مَنْ يُرِدِ الله بِهِ خَيْرًا يُفَقِّهْهُ فِى الدِّينِ (صحيح البخاري و مسلم)
Rasulullah SAW bersabda,
"Barangsiapa yang Allah kehendaki Kebaikan maka niscaya Allah akan fahamkan dia dalam urusan agamanya." (HR. Bukhari dan Muslim)
Kedua, semakin tinggi maqam spiritual, seharusnya makin "jernih", makin objektif, makin bisa melihat jelas mana yg salah dan mana yg benar, makin jelas mana Fitrah diri dan mana hawa nafsu diri. Jadi bukannya makin buyar dan "bias" sehingga makin sulit "melihat" diri dan makin sulit berdoa atau berdzikir.
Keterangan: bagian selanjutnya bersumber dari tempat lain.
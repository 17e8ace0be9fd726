//! HTML results page.
//!
//! A single self-contained file: styles and the small filter script are
//! inlined, so the page can be opened straight from disk.

use std::fmt::Write;
use std::path::Path;

use anyhow::{Context, Result};

use lessonquiz_core::results::{QuestionOutcome, TestResult};

use crate::text::format_answer;

fn escape(s: &str) -> String {
    let mut out = String::with_capacity(s.len());
    for c in s.chars() {
        match c {
            '&' => out.push_str("&amp;"),
            '<' => out.push_str("&lt;"),
            '>' => out.push_str("&gt;"),
            '"' => out.push_str("&quot;"),
            '\'' => out.push_str("&#x27;"),
            _ => out.push(c),
        }
    }
    out
}

fn status_class(result: &TestResult, pass_percentage: u32) -> &'static str {
    if result.passed(pass_percentage) {
        "pass"
    } else if result.percentage * 2 >= pass_percentage {
        "near"
    } else {
        "fail"
    }
}

/// Render a results page for one or more finished tests.
pub fn generate_html(results: &[TestResult], pass_percentage: u32) -> String {
    let passed = results
        .iter()
        .filter(|r| r.passed(pass_percentage))
        .count();

    let mut page = String::new();
    let _ = write!(
        page,
        "<!DOCTYPE html>\n<html lang=\"en\">\n<head>\n<meta charset=\"utf-8\">\n\
         <title>lessonquiz results</title>\n<style>{STYLE}</style>\n</head>\n<body>\n"
    );
    let _ = writeln!(
        page,
        "<h1>lessonquiz results</h1>\n<p class=\"meta\">{} chapters | {} passed | pass mark {}%</p>",
        results.len(),
        passed,
        pass_percentage
    );

    if !results.is_empty() {
        page.push_str("<ul class=\"scores\">\n");
        for r in results {
            render_score_row(&mut page, r, pass_percentage);
        }
        page.push_str("</ul>\n");
        page.push_str(
            "<label><input type=\"checkbox\" id=\"only-wrong\"> Show only wrong answers</label>\n",
        );
    }

    for r in results {
        render_chapter(&mut page, r);
    }

    let _ = write!(
        page,
        "<details>\n<summary>Stored data</summary>\n<pre>{}</pre>\n</details>\n",
        escape(&serde_json::to_string_pretty(results).unwrap_or_default())
    );
    let _ = write!(page, "<script>{SCRIPT}</script>\n</body>\n</html>\n");
    page
}

/// One summary line per chapter with a score meter.
fn render_score_row(page: &mut String, result: &TestResult, pass_percentage: u32) {
    let id = escape(&result.chapter_id);
    let _ = writeln!(
        page,
        "<li class=\"{class}\"><a href=\"#{id}\">{id}</a> \
         <span class=\"meter\"><span style=\"width: {width}%\"></span></span> \
         {correct}/{total} ({percentage}%) <time>{completed}</time></li>",
        class = status_class(result, pass_percentage),
        width = result.percentage.min(100),
        correct = result.correct_count,
        total = result.total,
        percentage = result.percentage,
        completed = result.completed_at.format("%Y-%m-%d %H:%M UTC"),
    );
}

fn render_chapter(page: &mut String, result: &TestResult) {
    let id = escape(&result.chapter_id);
    let _ = writeln!(
        page,
        "<section id=\"{id}\">\n<h2>{id}: {}/{} ({}%)</h2>\n<ol>",
        result.correct_count, result.total, result.percentage
    );
    for outcome in &result.details {
        render_outcome(page, outcome);
    }
    page.push_str("</ol>\n</section>\n");
}

fn render_outcome(page: &mut String, outcome: &QuestionOutcome) {
    let q = &outcome.question;
    let class = if outcome.correct { "right" } else { "wrong" };
    let _ = writeln!(
        page,
        "<li class=\"{class}\">\n<p class=\"prompt\">{}</p>\n<p>Your answer: <strong>{}</strong></p>",
        escape(&q.prompt),
        escape(&format_answer(q, outcome.user_answer.as_ref()))
    );
    if !outcome.correct {
        let _ = writeln!(
            page,
            "<p>Correct answer: <strong>{}</strong></p>",
            escape(&format_answer(q, Some(&q.correct_answer())))
        );
    }
    if let Some(explanation) = &q.explanation {
        let _ = writeln!(page, "<p class=\"explanation\">{}</p>", escape(explanation));
    }
    page.push_str("</li>\n");
}

/// Write a results page, creating parent directories as needed.
pub fn write_html_report(results: &[TestResult], pass_percentage: u32, path: &Path) -> Result<()> {
    if let Some(parent) = path.parent().filter(|p| !p.as_os_str().is_empty()) {
        std::fs::create_dir_all(parent)
            .with_context(|| format!("failed to create directory: {}", parent.display()))?;
    }
    std::fs::write(path, generate_html(results, pass_percentage))
        .with_context(|| format!("failed to write HTML results: {}", path.display()))
}

const STYLE: &str = r#"
body { font-family: system-ui, sans-serif; max-width: 52rem; margin: 2rem auto; padding: 0 1rem; color: #1f2937; }
.meta, time, .explanation { color: #6b7280; }
.scores { list-style: none; padding: 0; }
.scores li { display: flex; gap: 0.75rem; align-items: center; padding: 0.25rem 0; }
.scores a { min-width: 12rem; }
.meter { flex: 1; height: 0.75rem; background: #e5e7eb; border-radius: 999px; overflow: hidden; }
.meter span { display: block; height: 100%; background: #9ca3af; }
.pass .meter span { background: #16a34a; }
.near .meter span { background: #ca8a04; }
.fail .meter span { background: #dc2626; }
ol li { margin: 0.75rem 0; padding: 0.5rem 1rem; border-left: 4px solid; }
li.right { border-color: #16a34a; }
li.wrong { border-color: #dc2626; }
.prompt { font-weight: 600; }
.explanation { font-style: italic; }
pre { overflow-x: auto; background: #f3f4f6; padding: 1rem; }
body.only-wrong li.right { display: none; }
"#;

const SCRIPT: &str = r#"
const toggle = document.getElementById('only-wrong');
if (toggle) {
  toggle.addEventListener('change', () => document.body.classList.toggle('only-wrong', toggle.checked));
}
"#;

#[cfg(test)]
mod tests {
    use super::*;
    use lessonquiz_core::model::{Answer, Question, QuestionBody};

    fn fill(id: &str, prompt: &str, correct: &str, explanation: Option<&str>) -> Question {
        Question {
            id: id.into(),
            prompt: prompt.into(),
            difficulty: 1,
            theory_block_id: None,
            explanation: explanation.map(String::from),
            body: QuestionBody::FillBlank {
                correct: correct.into(),
            },
        }
    }

    fn make_result() -> TestResult {
        let questions = vec![
            fill("q1", "I ___ <happy>.", "am", Some("Use am with I.")),
            fill("q2", "She ___ here.", "is", None),
        ];
        let given = Answer::from("am");
        TestResult::score("be-basics", &questions, |id| (id == "q1").then_some(&given))
    }

    #[test]
    fn page_lists_scores_and_answers() {
        let html = generate_html(&[make_result()], 70);

        assert!(html.starts_with("<!DOCTYPE html>"));
        assert!(html.trim_end().ends_with("</html>"));
        assert!(html.contains("<h2>be-basics: 1/2 (50%)</h2>"));
        assert!(html.contains("<li class=\"near\">"));
        assert!(html.contains("width: 50%"));
        assert!(html.contains("Use am with I."));
        assert!(html.contains("Your answer: <strong>(not answered)</strong>"));
        assert!(html.contains("Correct answer: <strong>is</strong>"));
    }

    #[test]
    fn prompts_are_escaped() {
        let html = generate_html(&[make_result()], 70);
        assert!(html.contains("I ___ &lt;happy&gt;."));
        assert!(!html.contains("<happy>"));
    }

    #[test]
    fn empty_page_has_no_score_list() {
        let html = generate_html(&[], 70);
        assert!(html.contains("0 chapters | 0 passed"));
        assert!(!html.contains("class=\"scores\""));
    }

    #[test]
    fn written_to_nested_path() {
        let dir = tempfile::tempdir().unwrap();
        let path = dir.path().join("out").join("results.html");

        write_html_report(&[make_result()], 70, &path).unwrap();
        let content = std::fs::read_to_string(&path).unwrap();
        assert!(content.contains("be-basics"));
    }
}
//! Final test session: `NotStarted → InProgress → Finished`.
//!
//! The session owns its question list and answers. Rendering surfaces talk
//! to it through method calls and observe it through the [`EventSink`];
//! nothing here touches a terminal or a page.
//!
//! [`EventSink`]: crate::events::EventSink

use std::collections::HashMap;
use std::sync::Arc;

use rand::rngs::StdRng;
use rand::{RngCore, SeedableRng};
use uuid::Uuid;

use crate::error::{InteractionError, SessionError};
use crate::evaluator::is_answered;
use crate::events::{BlockReason, QuizEvent, SharedSink};
use crate::interaction::{QuestionController, QuestionView};
use crate::model::{Answer, Chapter, Question};
use crate::results::{percentage, TestResult};
use crate::selector::generate_chapter_test_with;
use crate::store::ResultStore;

#[derive(Debug, Clone, PartialEq)]
pub enum SessionPhase {
    NotStarted,
    InProgress,
    Finished(TestResult),
}

impl SessionPhase {
    fn name(&self) -> &'static str {
        match self {
            SessionPhase::NotStarted => "not started",
            SessionPhase::InProgress => "in progress",
            SessionPhase::Finished(_) => "finished",
        }
    }
}

/// Outcome of a navigation request.
#[derive(Debug, Clone, Copy, PartialEq, Eq)]
pub enum Navigation {
    Moved { index: usize },
    /// Refused; the cursor did not move.
    Blocked(BlockReason),
    /// Some questions are unanswered; call
    /// [`TestSession::confirm_finish`] to finish anyway.
    NeedsConfirmation { unanswered: usize },
    Finished,
}

/// Position within the test, for progress displays.
#[derive(Debug, Clone, Copy, PartialEq, Eq)]
pub struct Progress {
    /// 1-based.
    pub position: usize,
    pub total: usize,
    pub percent: u32,
}

pub struct TestSession {
    chapter: Chapter,
    store: Arc<dyn ResultStore>,
    sink: SharedSink,
    rng: Box<dyn RngCore + Send>,
    session_id: Uuid,
    phase: SessionPhase,
    questions: Vec<Question>,
    answers: HashMap<String, Answer>,
    current: usize,
    controller: Option<QuestionController>,
    awaiting_confirmation: bool,
}

impl TestSession {
    pub fn new(chapter: Chapter, store: Arc<dyn ResultStore>, sink: SharedSink) -> Self {
        Self {
            chapter,
            store,
            sink,
            rng: Box::new(StdRng::from_os_rng()),
            session_id: Uuid::new_v4(),
            phase: SessionPhase::NotStarted,
            questions: Vec::new(),
            answers: HashMap::new(),
            current: 0,
            controller: None,
            awaiting_confirmation: false,
        }
    }

    /// Use a specific random source for question selection.
    pub fn with_rng<R: RngCore + Send + 'static>(mut self, rng: R) -> Self {
        self.rng = Box::new(rng);
        self
    }

    pub fn chapter(&self) -> &Chapter {
        &self.chapter
    }

    pub fn session_id(&self) -> Uuid {
        self.session_id
    }

    pub fn phase(&self) -> &SessionPhase {
        &self.phase
    }

    pub fn questions(&self) -> &[Question] {
        &self.questions
    }

    pub fn current_index(&self) -> usize {
        self.current
    }

    pub fn current_question(&self) -> Option<&Question> {
        match self.phase {
            SessionPhase::InProgress => self.questions.get(self.current),
            _ => None,
        }
    }

    pub fn answer_for(&self, question_id: &str) -> Option<&Answer> {
        self.answers.get(question_id)
    }

    /// The finished result, once the session reached `Finished`.
    pub fn result(&self) -> Option<&TestResult> {
        match &self.phase {
            SessionPhase::Finished(result) => Some(result),
            _ => None,
        }
    }

    /// Render model of the current question.
    pub fn view(&self) -> Option<QuestionView> {
        self.controller.as_ref().map(QuestionController::view)
    }

    pub fn progress(&self) -> Progress {
        let total = self.questions.len();
        let position = if total == 0 { 0 } else { self.current + 1 };
        Progress {
            position,
            total,
            percent: percentage(position as u32, total as u32),
        }
    }

    /// Generate the question list and show the first question.
    ///
    /// A failure leaves the session in `NotStarted`.
    pub fn start(&mut self) -> Result<(), SessionError> {
        if self.phase != SessionPhase::NotStarted {
            return Err(self.invalid("start"));
        }

        let questions = generate_chapter_test_with(&self.chapter, &mut *self.rng)?;
        if questions.is_empty() {
            return Err(SessionError::EmptyTest {
                chapter_id: self.chapter.id.clone(),
            });
        }

        self.questions = questions;
        self.answers.clear();
        self.current = 0;
        self.phase = SessionPhase::InProgress;

        tracing::info!(
            chapter = %self.chapter.id,
            session = %self.session_id,
            questions = self.questions.len(),
            "test started"
        );
        self.sink.emit(&QuizEvent::TestStarted {
            session_id: self.session_id,
            chapter_id: self.chapter.id.clone(),
            total: self.questions.len(),
        });
        self.show_current();
        Ok(())
    }

    /// Run an input against the current question and keep the stored answer
    /// in sync with it.
    ///
    /// The stored answer follows the controller even when the input fails
    /// after changing it.
    pub fn with_current<F, R>(&mut self, input: F) -> Result<R, SessionError>
    where
        F: FnOnce(&mut QuestionController) -> Result<R, InteractionError>,
    {
        self.ensure_in_progress("answer")?;
        let Some(controller) = self.controller.as_mut() else {
            return Err(self.invalid("answer"));
        };
        let outcome = input(controller);
        let question_id = controller.question().id.clone();
        let answer = controller.current_answer();
        self.store_answer(question_id, answer);
        Ok(outcome?)
    }

    pub fn select(&mut self, choice_id: &str) -> Result<(), SessionError> {
        self.with_current(|c| c.select(choice_id)).map(drop)
    }

    pub fn toggle(&mut self, choice_id: &str) -> Result<(), SessionError> {
        self.with_current(|c| c.toggle(choice_id)).map(drop)
    }

    pub fn type_text(&mut self, text: &str) -> Result<(), SessionError> {
        self.with_current(|c| c.type_text(text)).map(drop)
    }

    pub fn place_token(&mut self, pool_index: usize) -> Result<(), SessionError> {
        self.with_current(|c| c.place_token(pool_index)).map(drop)
    }

    pub fn remove_token(&mut self, sentence_index: usize) -> Result<(), SessionError> {
        self.with_current(|c| c.remove_token(sentence_index)).map(drop)
    }

    /// Record an answer for any question of the test. Unanswered values
    /// (empty selection, blank text, `None`) clear the stored answer.
    pub fn record_answer(
        &mut self,
        question_id: &str,
        answer: Option<Answer>,
    ) -> Result<(), SessionError> {
        self.ensure_in_progress("answer")?;
        if !self.questions.iter().any(|q| q.id == question_id) {
            return Err(SessionError::UnknownQuestion(question_id.to_string()));
        }
        self.store_answer(question_id.to_string(), answer);
        if self.questions[self.current].id == question_id {
            self.show_current();
        }
        Ok(())
    }

    pub fn is_current_answered(&self) -> bool {
        self.questions
            .get(self.current)
            .is_some_and(|q| is_answered(q.kind(), self.answers.get(&q.id)))
    }

    /// Advance to the next question; on the last question this finishes.
    pub fn next(&mut self) -> Result<Navigation, SessionError> {
        self.ensure_in_progress("advance")?;
        if !self.is_current_answered() {
            return Ok(self.block(BlockReason::Unanswered));
        }
        if self.current + 1 >= self.questions.len() {
            return self.request_finish();
        }
        self.awaiting_confirmation = false;
        self.current += 1;
        self.show_current();
        Ok(Navigation::Moved {
            index: self.current,
        })
    }

    /// Go back one question. Does not require an answer.
    pub fn prev(&mut self) -> Result<Navigation, SessionError> {
        self.ensure_in_progress("go back")?;
        if self.current == 0 {
            return Ok(self.block(BlockReason::AtStart));
        }
        self.awaiting_confirmation = false;
        self.current -= 1;
        self.show_current();
        Ok(Navigation::Moved {
            index: self.current,
        })
    }

    /// Finish if the current question is answered. With other questions
    /// still unanswered, asks for confirmation instead.
    pub fn request_finish(&mut self) -> Result<Navigation, SessionError> {
        self.ensure_in_progress("finish")?;
        self.awaiting_confirmation = false;
        if !self.is_current_answered() {
            return Ok(self.block(BlockReason::Unanswered));
        }
        let unanswered = self
            .questions
            .iter()
            .filter(|q| !is_answered(q.kind(), self.answers.get(&q.id)))
            .count();
        if unanswered > 0 {
            self.awaiting_confirmation = true;
            self.sink.emit(&QuizEvent::ConfirmFinish { unanswered });
            return Ok(Navigation::NeedsConfirmation { unanswered });
        }
        self.finish();
        Ok(Navigation::Finished)
    }

    /// Finish regardless of unanswered questions, once `request_finish`
    /// asked for confirmation. Without a pending request the current
    /// question must be answered.
    pub fn confirm_finish(&mut self) -> Result<Navigation, SessionError> {
        self.ensure_in_progress("finish")?;
        if !self.awaiting_confirmation && !self.is_current_answered() {
            return Ok(self.block(BlockReason::Unanswered));
        }
        self.finish();
        Ok(Navigation::Finished)
    }

    /// Start over with cleared answers and a freshly generated question list.
    pub fn restart(&mut self) -> Result<(), SessionError> {
        tracing::debug!(chapter = %self.chapter.id, "restarting test");
        self.phase = SessionPhase::NotStarted;
        self.questions.clear();
        self.answers.clear();
        self.current = 0;
        self.controller = None;
        self.awaiting_confirmation = false;
        self.session_id = Uuid::new_v4();
        self.start()
    }

    fn finish(&mut self) {
        let answers = &self.answers;
        let result = TestResult::score(&self.chapter.id, &self.questions, |id| answers.get(id));

        if let Err(e) = self.store.save_test_result(&result) {
            tracing::error!(chapter = %self.chapter.id, error = %e, "failed to save test result");
            self.sink.emit(&QuizEvent::ResultNotSaved {
                chapter_id: self.chapter.id.clone(),
                message: e.to_string(),
            });
        }

        tracing::info!(
            chapter = %self.chapter.id,
            correct = result.correct_count,
            total = result.total,
            percentage = result.percentage,
            "test finished"
        );
        self.sink.emit(&QuizEvent::TestFinished {
            chapter_id: self.chapter.id.clone(),
            correct_count: result.correct_count,
            total: result.total,
            percentage: result.percentage,
        });
        self.controller = None;
        self.awaiting_confirmation = false;
        self.phase = SessionPhase::Finished(result);
    }

    fn store_answer(&mut self, question_id: String, answer: Option<Answer>) {
        let kind = self
            .questions
            .iter()
            .find(|q| q.id == question_id)
            .map(Question::kind);
        match (kind, answer) {
            (Some(kind), Some(answer)) if is_answered(kind, Some(&answer)) => {
                self.answers.insert(question_id, answer);
            }
            _ => {
                self.answers.remove(&question_id);
            }
        }
    }

    fn show_current(&mut self) {
        let Some(question) = self.questions.get(self.current).cloned() else {
            return;
        };
        let mut controller = QuestionController::new(question, false, Arc::clone(&self.sink));
        if let Some(answer) = self.answers.get(&controller.question().id) {
            controller.restore(answer);
        }
        tracing::debug!(question = %controller.question().id, index = self.current, "question shown");
        self.sink.emit(&QuizEvent::QuestionShown {
            question_id: controller.question().id.clone(),
            index: self.current,
            total: self.questions.len(),
        });
        self.controller = Some(controller);
    }

    fn block(&self, reason: BlockReason) -> Navigation {
        let question_id = self
            .questions
            .get(self.current)
            .map(|q| q.id.clone())
            .unwrap_or_default();
        tracing::warn!(question = %question_id, ?reason, "navigation blocked");
        self.sink.emit(&QuizEvent::NavigationBlocked {
            question_id,
            reason,
        });
        Navigation::Blocked(reason)
    }

    fn ensure_in_progress(&self, action: &'static str) -> Result<(), SessionError> {
        if self.phase != SessionPhase::InProgress {
            return Err(self.invalid(action));
        }
        Ok(())
    }

    fn invalid(&self, action: &'static str) -> SessionError {
        SessionError::InvalidTransition {
            action,
            phase: self.phase.name(),
        }
    }
}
Dan jika makin "buyar" seperti itu, artinya bukan makin jelas "pemisahan" nya, tetapi malah semakin "bercampur". Jadi Siddiqiyah nya ke mana..? Kabur menjauh donk, kayak Bang Toyib.. :D
Terakhir, jika "kemerasaan" nya makin tinggi, ya artinya makin rendah, seperti halnya semakin tinggi kesadaran seseorang, ia akan semakin merasa kotor di depan Tuhannya, bukan semakin merasa bersih ataupun suci. Bukankah para Nabi yg Ma'sum aja selalu menyebut dirinya seorang yg dzalim (.. inni kuntu minadz Dzaalimin...)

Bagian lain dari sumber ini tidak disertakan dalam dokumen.